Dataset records
--- START ---

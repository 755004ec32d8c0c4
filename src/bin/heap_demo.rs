use argh::FromArgs;
use log::{debug, warn};
use std::io::{self, Write};

use prio_heap::{Compare, Heap, Natural, Reversed, DEFAULT_CAPACITY};

const DEFAULT_VALUES: [i64; 9] = [5, 7, 8, 9, 10, 12, 5, 14, 11];

#[derive(FromArgs, Debug)]
/// Fill a priority queue and drain it step by step.
struct Arguments {
    /// values to insert; a fixed sample is used when none are given
    #[argh(positional)]
    values: Vec<i64>,

    /// maximum number of elements the heap holds
    #[argh(option, short = 'c', default = "DEFAULT_CAPACITY")]
    capacity: usize,

    /// pop the smallest value first
    #[argh(switch)]
    min: bool,

    /// verbose
    #[argh(switch, short = 'v')]
    verbose: bool,
}

fn run<C: Compare<i64>, W: Write>(
    mut heap: Heap<i64, C>,
    values: &[i64],
    out: &mut W,
) -> io::Result<()> {
    for &value in values {
        if let Err(e) = heap.push(value) {
            warn!("skipping {}: {}", value, e);
        }
    }

    writeln!(out, "Processing starts")?;
    writeln!(out, "********************************************")?;
    writeln!(out, "Heap:")?;
    heap.print(out)?;
    writeln!(out)?;

    let mut step = 1;
    while let Ok(top) = heap.pop() {
        writeln!(out, "Step {}", step)?;
        writeln!(out, "Top: {}", top)?;
        write!(out, "Heap: ")?;
        heap.print(out)?;
        writeln!(out, "Size: {}", heap.size())?;
        writeln!(out, "Empty: {}", if heap.is_empty() { "Yes" } else { "No" })?;
        writeln!(out)?;
        step += 1;
    }
    Ok(())
}

fn main() -> io::Result<()> {
    let args: Arguments = argh::from_env();
    let mut log_builder = env_logger::builder();
    if args.verbose {
        log_builder.filter_level(log::LevelFilter::Debug);
    } else {
        log_builder.filter_level(log::LevelFilter::Info);
    }
    log_builder.init();
    debug!("arguments: {:?}", args);

    let values: &[i64] = if args.values.is_empty() {
        &DEFAULT_VALUES
    } else {
        &args.values
    };

    let stdout = io::stdout();
    let mut out = stdout.lock();
    if args.min {
        run(Heap::with_capacity_by(args.capacity, Reversed), values, &mut out)
    } else {
        run(Heap::with_capacity_by(args.capacity, Natural), values, &mut out)
    }
}
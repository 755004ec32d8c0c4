use crate::compare::Reversed;
use crate::heap::Heap;

/// A heap that pops its smallest element first.
pub type MinHeap<T> = Heap<T, Reversed>;

impl<T: Ord> Heap<T, Reversed> {
    pub fn new() -> Self {
        Heap::new_by(Reversed)
    }

    pub fn with_capacity(capacity: usize) -> Self {
        Heap::with_capacity_by(capacity, Reversed)
    }

    pub fn from_vec(data: Vec<T>) -> Self {
        Heap::from_vec_by(data, Reversed)
    }
}

#[cfg(test)]
mod tests {
    use super::*;
    use crate::errors::HeapError;

    #[test]
    fn test_min_heap() {
        let mut heap = MinHeap::new();
        for value in [5, 7, 8, 9, 10, 12, 5, 14, 11].iter() {
            heap.push(*value).unwrap();
        }
        assert!(heap.is_valid());
        assert_eq!(heap.peek(), Ok(&5));
        assert_eq!(heap.pop(), Ok(5));
        assert_eq!(heap.pop(), Ok(5));
        assert_eq!(heap.pop(), Ok(7));
        assert_eq!(heap.len(), 6);
    }

    #[test]
    fn test_min_heap_bounded() {
        let mut heap = MinHeap::with_capacity(1);
        heap.push(2).unwrap();
        assert_eq!(heap.push(1), Err(HeapError::CapacityExceeded { capacity: 1 }));
        assert_eq!(heap.peek(), Ok(&2));
    }

    #[test]
    fn test_min_heap_sorted() {
        let heap = MinHeap::from_vec(vec![3, 1, 2]);
        assert_eq!(heap.peek(), Ok(&1));
        // Ascending priority is descending value.
        assert_eq!(heap.into_sorted_vec(), vec![3, 2, 1]);
    }
}
use std::fmt;
use std::io::{self, Write};
use std::iter::FromIterator;
use std::mem;
use std::slice;
use std::vec;

use log::debug;

use crate::compare::{Compare, Natural};
use crate::errors::HeapError;
use crate::errors::HeapError::*;
use crate::utils::{is_heap_by, last_parent, left_child, parent, right_child};

/// Size of the fixed buffer in the classic bounded priority queue.
pub const DEFAULT_CAPACITY: usize = 1000;

#[derive(Copy, Clone, Debug, PartialEq, Eq)]
enum Capacity {
    Bounded(usize),
    Unbounded,
}

/**
 * An array-backed binary heap.
 *
 * The elements are stored as a complete binary tree in level order: the
 * children of node `i` are at `2i + 1` and `2i + 2`, and its parent is at
 * `(i - 1) / 2`.  The comparator decides priority; with `Natural` this is a
 * max-heap.
 */
#[derive(Clone, Debug)]
pub struct Heap<T, C = Natural> {
    data: Vec<T>,
    capacity: Capacity,
    cmp: C,
}

pub type MaxHeap<T> = Heap<T, Natural>;

impl<T: Ord> Heap<T, Natural> {
    /// A growable max-heap.
    pub fn new() -> Self {
        Heap::new_by(Natural)
    }

    /// A max-heap that holds at most `capacity` elements.
    pub fn with_capacity(capacity: usize) -> Self {
        Heap::with_capacity_by(capacity, Natural)
    }

    pub fn from_vec(data: Vec<T>) -> Self {
        Heap::from_vec_by(data, Natural)
    }
}

impl<T, C: Compare<T>> Heap<T, C> {
    pub fn new_by(cmp: C) -> Self {
        Heap {
            data: Vec::new(),
            capacity: Capacity::Unbounded,
            cmp,
        }
    }

    pub fn with_capacity_by(capacity: usize, cmp: C) -> Self {
        Heap {
            data: Vec::with_capacity(capacity),
            capacity: Capacity::Bounded(capacity),
            cmp,
        }
    }

    /// Build a growable heap from `data` in linear time.
    pub fn from_vec_by(data: Vec<T>, cmp: C) -> Self {
        let mut heap = Heap {
            data,
            capacity: Capacity::Unbounded,
            cmp,
        };
        heap.rebuild();
        heap
    }

    /// Insert `value`, or fail with `CapacityExceeded` if a bounded heap is full.
    /// The heap is unchanged on failure.
    pub fn push(&mut self, value: T) -> Result<(), HeapError> {
        if let Capacity::Bounded(capacity) = self.capacity {
            if self.data.len() >= capacity {
                debug!("push rejected: heap holds its capacity of {}", capacity);
                return Err(CapacityExceeded { capacity });
            }
        }
        self.data.push(value);
        self.sift_up(self.data.len() - 1);
        Ok(())
    }

    /// Remove and return the element with the highest priority.
    pub fn pop(&mut self) -> Result<T, HeapError> {
        let mut top = match self.data.pop() {
            Some(last) => last,
            None => {
                debug!("pop rejected: heap is empty");
                return Err(EmptyHeap);
            }
        };
        // The old last element takes the root, and the old root is returned.
        if !self.data.is_empty() {
            mem::swap(&mut top, &mut self.data[0]);
            self.sift_down(0);
        }
        Ok(top)
    }

    /// Push every item of `iter`, stopping at the first failure.
    pub fn try_extend<I: IntoIterator<Item = T>>(&mut self, iter: I) -> Result<(), HeapError> {
        for value in iter {
            self.push(value)?;
        }
        Ok(())
    }

    pub fn is_valid(&self) -> bool {
        is_heap_by(&self.data, &self.cmp)
    }

    /// Consume the heap, returning its elements in ascending priority.
    pub fn into_sorted_vec(mut self) -> Vec<T> {
        let mut end = self.data.len();
        while end > 1 {
            end -= 1;
            self.data.swap(0, end);
            self.sift_down_range(0, end);
        }
        self.data
    }

    /// Consume the heap, yielding elements from the highest priority down.
    pub fn into_iter_sorted(self) -> IntoIterSorted<T, C> {
        IntoIterSorted { heap: self }
    }

    fn rebuild(&mut self) {
        let len = self.data.len();
        if let Some(last) = last_parent(len) {
            for index in (0..=last).rev() {
                self.sift_down_range(index, len);
            }
        }
    }

    fn sift_up(&mut self, mut index: usize) {
        while index > 0 {
            let up = parent(index);
            if !self.cmp.greater(&self.data[index], &self.data[up]) {
                return;
            }
            self.data.swap(index, up);
            index = up;
        }
    }

    fn sift_down(&mut self, index: usize) {
        let end = self.data.len();
        self.sift_down_range(index, end);
    }

    // Only the prefix data[..end] is treated as part of the heap.
    fn sift_down_range(&mut self, mut index: usize, end: usize) {
        loop {
            let mut max = index;
            let left = left_child(index);
            let right = right_child(index);
            if left < end && self.cmp.greater(&self.data[left], &self.data[max]) {
                max = left;
            }
            if right < end && self.cmp.greater(&self.data[right], &self.data[max]) {
                max = right;
            }
            if max == index {
                return;
            }
            self.data.swap(index, max);
            index = max;
        }
    }
}

impl<T, C> Heap<T, C> {
    /// The element with the highest priority.
    pub fn peek(&self) -> Result<&T, HeapError> {
        self.data.first().ok_or(EmptyHeap)
    }

    pub fn top(&self) -> Result<&T, HeapError> {
        self.peek()
    }

    pub fn len(&self) -> usize {
        self.data.len()
    }

    pub fn size(&self) -> usize {
        self.len()
    }

    pub fn is_empty(&self) -> bool {
        self.data.is_empty()
    }

    /// The maximum number of elements, or `None` if the heap grows on demand.
    pub fn capacity(&self) -> Option<usize> {
        match self.capacity {
            Capacity::Bounded(capacity) => Some(capacity),
            Capacity::Unbounded => None,
        }
    }

    pub fn is_full(&self) -> bool {
        match self.capacity {
            Capacity::Bounded(capacity) => self.data.len() >= capacity,
            Capacity::Unbounded => false,
        }
    }

    pub fn clear(&mut self) {
        self.data.clear();
    }

    /// The elements in level order.
    pub fn as_slice(&self) -> &[T] {
        &self.data
    }

    pub fn iter(&self) -> slice::Iter<'_, T> {
        self.data.iter()
    }

    pub fn into_vec(self) -> Vec<T> {
        self.data
    }

    pub fn comparator(&self) -> &C {
        &self.cmp
    }
}

impl<T: fmt::Display, C> Heap<T, C> {
    /// Write the elements in level order on one line.
    pub fn print<W: Write>(&self, out: &mut W) -> io::Result<()> {
        writeln!(out, "{}", self)
    }
}

impl<T: fmt::Display, C> fmt::Display for Heap<T, C> {
    fn fmt(&self, f: &mut fmt::Formatter<'_>) -> fmt::Result {
        if self.data.is_empty() {
            return write!(f, "Heap is empty");
        }
        for (index, value) in self.data.iter().enumerate() {
            if index > 0 {
                write!(f, " ")?;
            }
            write!(f, "{}", value)?;
        }
        Ok(())
    }
}

impl<T, C: Compare<T> + Default> Default for Heap<T, C> {
    fn default() -> Self {
        Heap::new_by(C::default())
    }
}

impl<T, C: Compare<T> + Default> FromIterator<T> for Heap<T, C> {
    fn from_iter<I: IntoIterator<Item = T>>(iter: I) -> Self {
        Heap::from_vec_by(iter.into_iter().collect(), C::default())
    }
}

impl<T, C> IntoIterator for Heap<T, C> {
    type Item = T;
    type IntoIter = vec::IntoIter<T>;

    fn into_iter(self) -> Self::IntoIter {
        self.data.into_iter()
    }
}

impl<'a, T, C> IntoIterator for &'a Heap<T, C> {
    type Item = &'a T;
    type IntoIter = slice::Iter<'a, T>;

    fn into_iter(self) -> Self::IntoIter {
        self.data.iter()
    }
}

#[derive(Clone, Debug)]
pub struct IntoIterSorted<T, C> {
    heap: Heap<T, C>,
}

impl<T, C: Compare<T>> Iterator for IntoIterSorted<T, C> {
    type Item = T;

    fn next(&mut self) -> Option<T> {
        self.heap.pop().ok()
    }

    fn size_hint(&self) -> (usize, Option<usize>) {
        let len = self.heap.len();
        (len, Some(len))
    }
}

impl<T, C: Compare<T>> ExactSizeIterator for IntoIterSorted<T, C> {}
mod utils;

use criterion::{black_box, criterion_group, criterion_main, BenchmarkId, Criterion};

use prio_heap::MaxHeap;
use utils::{get_random_values, get_sorted_values};

fn push_pop(values: &[i64]) -> i64 {
    let mut heap = MaxHeap::with_capacity(values.len());
    heap.try_extend(values.iter().copied()).unwrap();
    let mut total = 0;
    while let Ok(value) = heap.pop() {
        total += value;
    }
    total
}

pub fn push_pop_benchmark(c: &mut Criterion) {
    let mut group = c.benchmark_group("push_pop");
    for size in [100, 10_000].iter() {
        let random = get_random_values(*size, 342);
        let sorted = get_sorted_values(*size);
        group.bench_with_input(BenchmarkId::new("prio_heap_random", size), &random, |b, v| {
            b.iter(|| black_box(push_pop(v)))
        });
        group.bench_with_input(BenchmarkId::new("prio_heap_sorted", size), &sorted, |b, v| {
            b.iter(|| black_box(push_pop(v)))
        });
        group.bench_with_input(BenchmarkId::new("std_random", size), &random, |b, v| {
            b.iter(|| black_box(utils::other_impls::push_pop_std(v)))
        });
    }

    group.finish();
}

criterion_group!(benches, push_pop_benchmark);
criterion_main!(benches);
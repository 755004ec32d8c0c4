use thiserror::Error;

#[derive(Error, Debug, PartialEq, Eq, Clone, Copy)]
pub enum HeapError {
    #[error("Heap is empty")]
    EmptyHeap,

    #[error("Heap is full: capacity of {capacity} elements exceeded")]
    CapacityExceeded { capacity: usize },
}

--- END ---

What are the lines, exactly as written above, from the line with "use std::slice;" to the line with "pub const DEFAULT_CAPACITY: usize = 1000;", both included? Output only those.

use std::slice;
use std::vec;

use log::debug;

use crate::compare::{Compare, Natural};
use crate::errors::HeapError;
use crate::errors::HeapError::*;
use crate::utils::{is_heap_by, last_parent, left_child, parent, right_child};

/// Size of the fixed buffer in the classic bounded priority queue.
pub const DEFAULT_CAPACITY: usize = 1000;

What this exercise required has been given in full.